Avec Circo, la réalisatrice Lamia Chraibi visite ce que son sujet voit quand il ferme les yeux. Tourné sur sept ans dans une favela de Rio de Janeiro, son documentaire suit Richard Gomes Estrela – maintenant Ashilla Gomes Estrela –, jeune artiste de 20 ans au passé marqué par les traumatismes, alors qu'il est mis à la porte par sa mère adoptive et livré à lui-même.
Richard trouve un havre dans un cirque social, où il s'adonne rigoureusement à la pratique du trapèze. La caméra capte avec justesse les mouvements de son corps suspendu, dans des images hypnotisantes. « Ne te laisse pas distraire par le doute, l'incertitude, l'étonnement, la peur. Maintenant, le mot clé est fluidité. Le mot clé est eau, comme l'eau qui coule », lui dit son coach pendant un entraînement. Ses quêtes se répondent, comme les deux partenaires d'une danse captivante.
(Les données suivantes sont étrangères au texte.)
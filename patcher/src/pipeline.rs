//! Patch pipeline orchestration.
//!
//! Runs acquire → unpack → replace → repack strictly in order, stopping at
//! the first failure. The extraction directory is removed when the run ends,
//! whichever way it ends.

use crate::coordinate::LibraryCoordinate;
use crate::download::{Downloader, HttpDownloader};
use crate::error::{PatchError, Result};
use crate::extraction::unpack_war;
use crate::library::{LibraryError, ReplaceOptions, ReplacedLibrary, replace_library};
use crate::output::{success_message, write_stderr_line};
use crate::repack::repack_war;
use crate::repository::RepositoryUrl;
use crate::source::{WarSource, acquire_war};
use log::info;
use std::io::Write;
use std::path::{Path, PathBuf};
use std::time::Duration;

/// Default output path of the patched WAR.
pub const DEFAULT_OUTPUT: &str = "new.war";

/// Configuration for one patch run.
#[derive(Debug, Clone, PartialEq, Eq)]
pub struct PatchConfig {
    /// Where the WAR comes from.
    pub source: WarSource,
    /// Coordinate strings, in the order they are applied.
    pub libraries: Vec<String>,
    /// Path the acquired and patched WAR is written to.
    pub output: PathBuf,
    /// Repository coordinates are resolved against.
    pub repository: RepositoryUrl,
    /// Timeout applied to each HTTP request.
    pub timeout: Duration,
    /// Library placement options.
    pub replace: ReplaceOptions,
    /// When true, suppress progress output.
    pub quiet: bool,
}

/// Summary of a successful run.
#[derive(Debug, Clone, PartialEq, Eq)]
pub struct PatchReport {
    /// Path of the patched WAR.
    pub output: PathBuf,
    /// Number of entries read from the original WAR.
    pub unpacked_entries: usize,
    /// Libraries placed, in order.
    pub libraries: Vec<ReplacedLibrary>,
    /// Number of entries written to the patched WAR.
    pub repacked_entries: usize,
}

/// Run the pipeline with the production HTTP downloader.
///
/// # Errors
///
/// Returns the first [`PatchError`] raised by any stage.
pub fn patch_war(config: &PatchConfig, stderr: &mut dyn Write) -> Result<PatchReport> {
    let downloader = HttpDownloader::new(config.repository.clone(), config.timeout);
    run_pipeline(config, &downloader, stderr)
}

/// Testable inner function with an injected downloader.
///
/// [`patch_war`] delegates here with the HTTP implementation; tests inject
/// fixtures. The repository and timeout in `config` are the downloader's
/// concern and are not read here.
///
/// # Errors
///
/// Returns the first [`PatchError`] raised by any stage.
pub fn run_pipeline(
    config: &PatchConfig,
    downloader: &dyn Downloader,
    stderr: &mut dyn Write,
) -> Result<PatchReport> {
    // Step 1: Acquire the WAR.
    let message = format!("Fetching WAR from {}...", config.source);
    progress(config, stderr, message);
    let war_path = acquire_war(&config.source, &config.output, downloader)?;

    // Step 2: Unpack into a private directory, removed on drop.
    let message = format!("Unpacking {}...", war_path.display());
    progress(config, stderr, message);
    let extracted = unpack_war(&war_path)?;

    // Step 3: Place each library, stopping at the first failure.
    let mut libraries = Vec::with_capacity(config.libraries.len());
    for raw in &config.libraries {
        let placed = place_library(config, extracted.root(), raw, downloader, stderr);
        libraries.push(placed.map_err(|source| PatchError::Library {
            coordinate: raw.clone(),
            source,
        })?);
    }

    // Step 4: Rebuild the WAR over the output path.
    let message = format!("Repacking {}...", war_path.display());
    progress(config, stderr, message);
    let repacked_entries = repack_war(extracted.root(), &war_path)?;
    let unpacked_entries = extracted.entries();
    drop(extracted);

    info!(
        "patched {} with {} libraries ({unpacked_entries} entries in, {repacked_entries} out)",
        war_path.display(),
        libraries.len()
    );
    progress(config, stderr, success_message(libraries.len(), &war_path));

    Ok(PatchReport {
        output: war_path,
        unpacked_entries,
        libraries,
        repacked_entries,
    })
}

fn place_library(
    config: &PatchConfig,
    root: &Path,
    raw: &str,
    downloader: &dyn Downloader,
    stderr: &mut dyn Write,
) -> std::result::Result<ReplacedLibrary, LibraryError> {
    let coordinate = LibraryCoordinate::try_from(raw)?;
    progress(config, stderr, format!("Downloading {coordinate}..."));
    replace_library(root, &coordinate, downloader, config.replace)
}

fn progress(config: &PatchConfig, stderr: &mut dyn Write, message: impl std::fmt::Display) {
    if !config.quiet {
        write_stderr_line(stderr, message);
    }
}

#[cfg(test)]
#[path = "pipeline_tests.rs"]
mod tests;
La transition du protagoniste n'était pas anticipée par la cinéaste au départ. C'est avec une grande délicatesse que Chraibi a filmé ce processus, sans jamais rien forcer, sans intervenir. Son cinéma est direct, sans voix hors champ ni mise en scène artificielle, mais il est toujours esthétiquement intéressant. Elle entre dans l'intimité de son sujet, témoin de ses moments de doute, de détresse, mais aussi de joie. Le film devient alors un espace d'autoréflexion, incarnant ce qu'il y a de plus touchant dans le cinéma queer.
Les scènes de performances de cirque et de drag ou les moments d'euphorie de genre viennent ponctuer le réel de fulgurances flamboyantes. Elles offrent un contrepoint onirique et exaltant aux difficultés vécues. Dans une scène visuellement saisissante, filmée en légère contre-plongée, Richard marche dans la rue vêtu d'une robe étincelante, d'une perruque de jais et de bijoux argentés – une apparition, une déclaration d'existence.
Mais Circo ne fait pas l'économie de la douleur. Une scène glaçante donne la parole à la mère adoptive, qui explique pourquoi et comment elle a recueilli (puis rejeté) Richard. Le récit, tragique, éclaire en creux les fractures sociales et affectives dont souffrent tant de personnes.
Circo est un documentaire profondément humain, qui balance entre cris et silences, entre confessions bouleversantes et rituels exaltants. Il a la grande qualité d'émouvoir au point de ne penser à rien d'autre le temps du visionnement.
En salle au Cinéma Beaubien, à la Cinémathèque québécoise et au Cinéma Public.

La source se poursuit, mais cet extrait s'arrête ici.